Being feminist teachers

Anu is Simi’s student. Simi is an unconventional teacher who strongly believes that children ought to grow up in gender equitable environment in children. She says, “The emphasis, as teachers, we must lay it on their skill set, their strategies, and not on their gender.” Simi is conscious of the choices she makes for her students.

“Children, these young minds, are like sponges. They pick up verbal and non-verbal cues,” says Saritha, a teacher with 20 years of experience. She tries to inculcate values of respect and equality inside her classrooms. Srimati, a Gender Studies professor, echoes Saritha’s thoughts – “I firmly believe that we need to be role models. We must not only preach but also practice feminism in our lives. Unless we do that, nurturing feminism in classrooms can’t happen.”

As a teacher, it becomes imperative to think of ‘Why we need feminism’ because it’s not a chapter in the textbook that one can explain and forget all about it. It is a way of living that a teacher needs to embody failing which the student will look at it as an outsider and forget all about it.

“Nurture is what we do with this little individual and that has a bigger role to play. What we say, they say. What we do, they do. What we watch influences them; how we react influences them,” points out Sarita. The current generation is extremely quick on the uptake, she adds.
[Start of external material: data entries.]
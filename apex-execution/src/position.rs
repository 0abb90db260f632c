use apex_instrument::Side;
use serde::{Deserialize, Serialize};

/// Per-instrument position accounting.
///
/// `startup` is the quantity restored from persistence at strategy start; buy/sell
/// quantities and costs accumulate over the current session.
#[derive(Debug, Copy, Clone, Default, PartialEq, Deserialize, Serialize)]
pub struct Position {
    startup: f64,
    buy_qty: f64,
    sell_qty: f64,
    buy_cost: f64,
    sell_cost: f64,
}

impl Position {
    pub fn new(startup: f64) -> Self {
        Self {
            startup,
            ..Default::default()
        }
    }

    /// Net position in base asset units.
    pub fn net_qty(&self) -> f64 {
        self.startup + self.buy_qty - self.sell_qty
    }

    pub fn startup_qty(&self) -> f64 {
        self.startup
    }

    /// Quantity bought this session, in base asset units.
    pub fn buy_qty(&self) -> f64 {
        self.buy_qty
    }

    /// Quantity sold this session, in base asset units.
    pub fn sell_qty(&self) -> f64 {
        self.sell_qty
    }

    /// Cost of all buys, in quote asset units.
    pub fn buy_cost(&self) -> f64 {
        self.buy_cost
    }

    /// Cost of all sells, in quote asset units.
    pub fn sell_cost(&self) -> f64 {
        self.sell_cost
    }

    /// Total turnover traded at a mark price, in quote asset units.
    pub fn total_turnover(&self, mark_price: f64) -> f64 {
        (self.sell_cost + self.buy_cost) + (self.buy_qty - self.sell_qty).abs() * mark_price
    }

    /// Session PnL at a mark price, in quote asset units.
    pub fn total_pnl(&self, mark_price: f64) -> f64 {
        (self.sell_cost - self.buy_cost) + (self.buy_qty - self.sell_qty) * mark_price
    }

    pub fn apply_fill(&mut self, side: Side, qty: f64, price: f64) {
        match side {
            Side::Buy => {
                self.buy_qty += qty;
                self.buy_cost += qty * price;
            }
            Side::Sell => {
                self.sell_qty += qty;
                self.sell_cost += qty * price;
            }
        }
    }
}

#[cfg(test)]
mod tests {
    use super::*;

    #[test]
    fn test_net_includes_startup() {
        let mut position = Position::new(1.5);
        position.apply_fill(Side::Buy, 2.0, 100.0);
        position.apply_fill(Side::Sell, 0.5, 110.0);

        assert_eq!(position.net_qty(), 3.0);
        assert_eq!(position.buy_qty(), 2.0);
        assert_eq!(position.sell_qty(), 0.5);
        assert_eq!(position.buy_cost(), 200.0);
        assert_eq!(position.sell_cost(), 55.0);
    }

    #[test]
    fn test_pnl_at_mark() {
        let mut position = Position::default();
        position.apply_fill(Side::Buy, 1.0, 100.0);

        // mark above entry: long 1 @ 100, marked 110 => +10
        assert_eq!(position.total_pnl(110.0), 10.0);
        // mark at entry: flat pnl
        assert_eq!(position.total_pnl(100.0), 0.0);
    }

    #[test]
    fn test_turnover() {
        let mut position = Position::default();
        position.apply_fill(Side::Buy, 2.0, 50.0);
        position.apply_fill(Side::Sell, 1.0, 60.0);

        // traded cost 100 + 60, open 1.0 marked at 55
        assert_eq!(position.total_turnover(55.0), 215.0);
    }
}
The scope for a teacher to strengthen feminism and equity in schools is vast. Here are few things that a teacher can do:

  1. As teachers, check if you have hidden gender biases. Evaluate yourself if you are unconsciously displaying these and making children internalize the biases. Sarita stresses upon this – “When we speak about different topics to children, we need to ensure it is gender-neutral. The stories we tell them, the examples we quote, math number problems…it is always a John and Jacob…have you realised that? Have you even thought about your textbooks?” Srimathi resonates with this thought – “Language plays a very important aspect in our everyday lives. The way we address the students matters. Usage of words like chairperson must be encouraged. Why cling to chairman? Why not chairperson?”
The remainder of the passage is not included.